Etrian Mystery Dungeon is the latest entry/spinoff in the Etrian series that changes up what long-time fans know while reformatting a handful of systems for the new style of gameplay. Making use of the classic Mystery Dungeon style of game, this game adds some harsh difficulty and interesting twists to the formula.

Let’s address the elephant in the room; this game came out a whole two months earlier in the US, published by Atlus, and well before that in Japan. Meanwhile here in the UK, we’ve been sitting about like utter tools waiting for NIS America to be able to localise it. Nonetheless, it’s here now and oh it’s everything we could’ve hoped for. Combining the intense dungeon-crawling experience with the top-down mystery dungeon gameplay could be likened to finding a loose tenner on the floor – JACKPOT!

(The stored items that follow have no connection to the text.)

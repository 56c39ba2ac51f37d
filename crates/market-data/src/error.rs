//! Market data error types

use chrono::NaiveDate;
use instrument::InstrumentError;
use thiserror::Error;

/// Result type alias for market data operations.
pub type MarketDataResult<T> = Result<T, MarketDataError>;

/// Errors that can occur while producing underlying series
#[derive(Error, Debug, Clone)]
pub enum MarketDataError {
    /// Symbol could not be resolved to an instrument
    #[error("Symbol not found: {0}")]
    NotFound(String),

    /// Instrument resolved but the source has no bar for the date
    #[error("No market data for {symbol} on {date}")]
    NoData { symbol: String, date: NaiveDate },

    /// Transport failure, non-2xx status or malformed response from a live source
    #[error("Upstream error: {0}")]
    Upstream(String),

    /// Underlying type tag is neither `stock` nor `sector`
    #[error("Invalid underlying type: {0}. Must be one of: stock, sector")]
    InvalidUnderlyingType(String),

    /// Unsupported candle interval
    #[error("Invalid interval: {0}. Must be one of: day, 5minute")]
    InvalidInterval(String),

    /// Generator could not be built from configuration
    #[error("Configuration error: {0}")]
    Config(String),
}

impl MarketDataError {
    pub fn no_data(symbol: impl Into<String>, date: NaiveDate) -> Self {
        Self::NoData {
            symbol: symbol.into(),
            date,
        }
    }

    pub fn upstream(message: impl Into<String>) -> Self {
        Self::Upstream(message.into())
    }

    /// Metric label for this error.
    pub fn outcome(&self) -> observability::CallOutcome {
        use observability::CallOutcome;
        match self {
            Self::NotFound(_) => CallOutcome::NotFound,
            Self::NoData { .. } => CallOutcome::NoData,
            Self::Upstream(_) => CallOutcome::Upstream,
            Self::InvalidUnderlyingType(_) | Self::InvalidInterval(_) | Self::Config(_) => {
                CallOutcome::Invalid
            }
        }
    }
}

impl From<InstrumentError> for MarketDataError {
    fn from(err: InstrumentError) -> Self {
        match err {
            InstrumentError::NotFound(symbol) => MarketDataError::NotFound(symbol),
            InstrumentError::Fetch(msg) | InstrumentError::Decode(msg) => MarketDataError::Upstream(msg),
            InstrumentError::ConfigError(msg) => MarketDataError::Config(msg),
        }
    }
}

impl From<reqwest::Error> for MarketDataError {
    fn from(err: reqwest::Error) -> Self {
        MarketDataError::Upstream(err.to_string())
    }
}

impl From<serde_json::Error> for MarketDataError {
    fn from(err: serde_json::Error) -> Self {
        MarketDataError::Upstream(format!("malformed response: {}", err))
    }
}
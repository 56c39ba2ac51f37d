//! Live strategy: resolve the symbol, then ask the historical candle source.

use crate::error::{MarketDataError, MarketDataResult};
use crate::generator::SeriesGenerator;
use crate::source::{CandleSource, RawCandle};
use crate::types::{Bar, CandleInterval, DailyRecord, UnderlyingType};
use async_trait::async_trait;
use chrono::NaiveDate;
use instrument::{InstrumentKey, InstrumentResolver};
use observability::DataMetrics;
use std::sync::Arc;
use std::time::Instant;
use tracing::{debug, warn};

/// Implied volatility reported for live records. The upstream has no IV.
pub const LIVE_IV: f64 = 1.0;

/// Serves real candles for resolvable symbols.
pub struct LiveSeriesGenerator {
    resolver: Arc<InstrumentResolver>,
    source: Arc<dyn CandleSource>,
    metrics: DataMetrics,
}

impl LiveSeriesGenerator {
    pub fn new(resolver: Arc<InstrumentResolver>, source: Arc<dyn CandleSource>) -> Self {
        Self {
            resolver,
            source,
            metrics: DataMetrics::new("live"),
        }
    }

    async fn fetch(
        &self,
        key: &InstrumentKey,
        interval: CandleInterval,
        date: NaiveDate,
    ) -> MarketDataResult<Vec<RawCandle>> {
        let start = Instant::now();
        let result = self.source.fetch(key, interval, date, date).await;
        self.metrics
            .record_upstream_latency(interval.as_str(), start.elapsed());
        result
    }

    async fn intraday_for_key(&self, key: &InstrumentKey, date: NaiveDate) -> MarketDataResult<Vec<Bar>> {
        let candles = self.fetch(key, CandleInterval::FiveMinute, date).await?;

        // Upstream is newest-first
        Ok(candles
            .into_iter()
            .rev()
            .map(|candle| {
                let label = candle.time_label();
                candle.into_bar(label)
            })
            .collect())
    }
}

#[async_trait]
impl SeriesGenerator for LiveSeriesGenerator {
    fn name(&self) -> &'static str {
        "live"
    }

    #[tracing::instrument(skip(self), fields(provider = "live"))]
    async fn get_daily(
        &self,
        underlying: UnderlyingType,
        symbol: &str,
        date: NaiveDate,
        include_intraday: bool,
    ) -> MarketDataResult<DailyRecord> {
        let key = self.resolver.resolve(symbol)?;
        debug!(%key, "Symbol resolved");

        let candle = self
            .fetch(&key, CandleInterval::Day, date)
            .await?
            .into_iter()
            .next()
            .ok_or_else(|| MarketDataError::no_data(symbol, date))?;

        let bar = candle.into_bar(date.to_string());
        let mut record = DailyRecord::from_bar(symbol, underlying, date, bar, LIVE_IV);

        if include_intraday {
            let bars = match self.intraday_for_key(&key, date).await {
                Ok(bars) => bars,
                Err(e) => {
                    warn!(symbol, %date, error = %e, "Intraday fetch failed, returning daily record without it");
                    self.metrics.record_intraday_degraded();
                    Vec::new()
                }
            };
            record.timewise = Some(bars);
        }

        Ok(record)
    }

    #[tracing::instrument(skip(self), fields(provider = "live"))]
    async fn get_intraday(
        &self,
        _underlying: UnderlyingType,
        symbol: &str,
        date: NaiveDate,
    ) -> MarketDataResult<Vec<Bar>> {
        let key = self.resolver.resolve(symbol)?;
        self.intraday_for_key(&key, date).await
    }
}

#[cfg(test)]
mod tests {
    use super::*;
    use crate::source::InMemoryCandleSource;
    use assert_matches::assert_matches;
    use instrument::ReferenceTable;

    const RELIANCE_KEY: &str = "NSE_EQ|INE002A01018";

    fn day() -> NaiveDate {
        NaiveDate::from_ymd_opt(2024, 1, 2).unwrap()
    }

    fn resolver() -> Arc<InstrumentResolver> {
        let mut builder = ReferenceTable::builder();
        builder.insert("RELIANCE", RELIANCE_KEY);
        builder.insert_index_aliases();
        Arc::new(InstrumentResolver::new(builder.build()))
    }

    fn daily_candle() -> RawCandle {
        RawCandle::new("2024-01-02T00:00:00+05:30", 2500.0, 2550.0, 2480.0, 2510.0, 1_200_000)
    }

    fn intraday_newest_first() -> Vec<RawCandle> {
        vec![
            RawCandle::new("2024-01-02T09:25:00+05:30", 2506.0, 2512.0, 2504.0, 2510.0, 900),
            RawCandle::new("2024-01-02T09:20:00+05:30", 2503.0, 2507.0, 2501.0, 2506.0, 800),
            RawCandle::new("2024-01-02T09:15:00+05:30", 2500.0, 2505.0, 2498.0, 2503.0, 1000),
        ]
    }

    #[tokio::test]
    async fn test_daily_record_passes_source_values_through() {
        let source = InMemoryCandleSource::new().with_candles(RELIANCE_KEY, CandleInterval::Day, day(), vec![daily_candle()]);
        let generator = LiveSeriesGenerator::new(resolver(), Arc::new(source));

        let record = generator
            .get_daily(UnderlyingType::Stock, "RELIANCE", day(), false)
            .await
            .unwrap();

        assert_eq!(record.symbol, "RELIANCE");
        assert_eq!(record.date, day());
        assert_eq!(
            (record.open, record.high, record.low, record.close, record.volume),
            (2500.0, 2550.0, 2480.0, 2510.0, 1_200_000)
        );
        assert_eq!(record.iv, LIVE_IV);
        assert!(record.timewise.is_none());
    }

    #[tokio::test]
    async fn test_suffixed_symbol_resolves() {
        let source = InMemoryCandleSource::new().with_candles(RELIANCE_KEY, CandleInterval::Day, day(), vec![daily_candle()]);
        let generator = LiveSeriesGenerator::new(resolver(), Arc::new(source));

        let record = generator
            .get_daily(UnderlyingType::Stock, "RELIANCE.NS", day(), false)
            .await
            .unwrap();
        assert_eq!(record.symbol, "RELIANCE.NS");
        assert_eq!(record.close, 2510.0);
    }

    #[tokio::test]
    async fn test_unknown_symbol_is_not_found() {
        let source = Arc::new(InMemoryCandleSource::new());
        let generator = LiveSeriesGenerator::new(resolver(), source.clone());

        assert_matches!(
            generator.get_daily(UnderlyingType::Stock, "UNKNOWN_XYZ", day(), true).await,
            Err(MarketDataError::NotFound(_))
        );
        // Never reached the upstream
        assert_eq!(source.request_count(), 0);
    }

    #[tokio::test]
    async fn test_empty_day_is_no_data() {
        let generator = LiveSeriesGenerator::new(resolver(), Arc::new(InMemoryCandleSource::new()));

        assert_matches!(
            generator.get_daily(UnderlyingType::Sector, "NIFTY 50", day(), false).await,
            Err(MarketDataError::NoData { symbol, .. }) if symbol == "NIFTY 50"
        );
    }

    #[tokio::test]
    async fn test_upstream_failure_on_daily_propagates() {
        let source = InMemoryCandleSource::new().with_failure(
            RELIANCE_KEY,
            CandleInterval::Day,
            day(),
            MarketDataError::upstream("status: 503"),
        );
        let generator = LiveSeriesGenerator::new(resolver(), Arc::new(source));

        assert_matches!(
            generator.get_daily(UnderlyingType::Stock, "RELIANCE", day(), false).await,
            Err(MarketDataError::Upstream(_))
        );
    }

    #[tokio::test]
    async fn test_intraday_reversed_and_labelled() {
        let source = InMemoryCandleSource::new()
            .with_candles(RELIANCE_KEY, CandleInterval::Day, day(), vec![daily_candle()])
            .with_candles(RELIANCE_KEY, CandleInterval::FiveMinute, day(), intraday_newest_first());
        let generator = LiveSeriesGenerator::new(resolver(), Arc::new(source));

        let record = generator
            .get_daily(UnderlyingType::Stock, "RELIANCE", day(), true)
            .await
            .unwrap();

        let labels: Vec<&str> = record.intraday().iter().map(|b| b.time.as_str()).collect();
        assert_eq!(labels, vec!["09:15", "09:20", "09:25"]);
        assert_eq!(record.intraday()[0].open, 2500.0);
        assert!(record.intraday().iter().all(Bar::is_consistent));
    }

    #[tokio::test]
    async fn test_intraday_failure_degrades_to_empty() {
        let source = InMemoryCandleSource::new()
            .with_candles(RELIANCE_KEY, CandleInterval::Day, day(), vec![daily_candle()])
            .with_failure(
                RELIANCE_KEY,
                CandleInterval::FiveMinute,
                day(),
                MarketDataError::upstream("timeout"),
            );
        let generator = LiveSeriesGenerator::new(resolver(), Arc::new(source));

        let record = generator
            .get_daily(UnderlyingType::Stock, "RELIANCE", day(), true)
            .await
            .unwrap();

        assert_eq!(record.timewise, Some(Vec::new()));
        assert_eq!(record.close, 2510.0);

        // The standalone call does not degrade
        assert_matches!(
            generator.get_intraday(UnderlyingType::Stock, "RELIANCE", day()).await,
            Err(MarketDataError::Upstream(_))
        );
    }

    #[tokio::test]
    async fn test_inconsistent_source_bar_is_normalized() {
        let bad = RawCandle::new("2024-01-02T00:00:00+05:30", 100.0, 99.0, 101.0, 102.0, 5);
        let source = InMemoryCandleSource::new().with_candles(RELIANCE_KEY, CandleInterval::Day, day(), vec![bad]);
        let generator = LiveSeriesGenerator::new(resolver(), Arc::new(source));

        let record = generator
            .get_daily(UnderlyingType::Stock, "RELIANCE", day(), false)
            .await
            .unwrap();

        assert!(record.bar().is_consistent());
        assert_eq!(record.high, 102.0);
        assert_eq!(record.low, 100.0);
    }
}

If you’re unfamiliar with what mystery dungeons are, it’s basically a top down tile-based dungeon crawler, usually combined with harsh difficulty and tons of RPG elements. As you progress through each floor of a dungeon, the enemies get tougher but the rewards increase. You may remember previous games that have taken up the genre, such as Pokémon Mystery Dungeon Red/Blue, Shiren the Wanderer or the lesser known Final Fantasy Fables: Chocobo’s Dungeon. The Pokémon one was my first experience in the genre (a great starting point if the game type seems a bit daunting).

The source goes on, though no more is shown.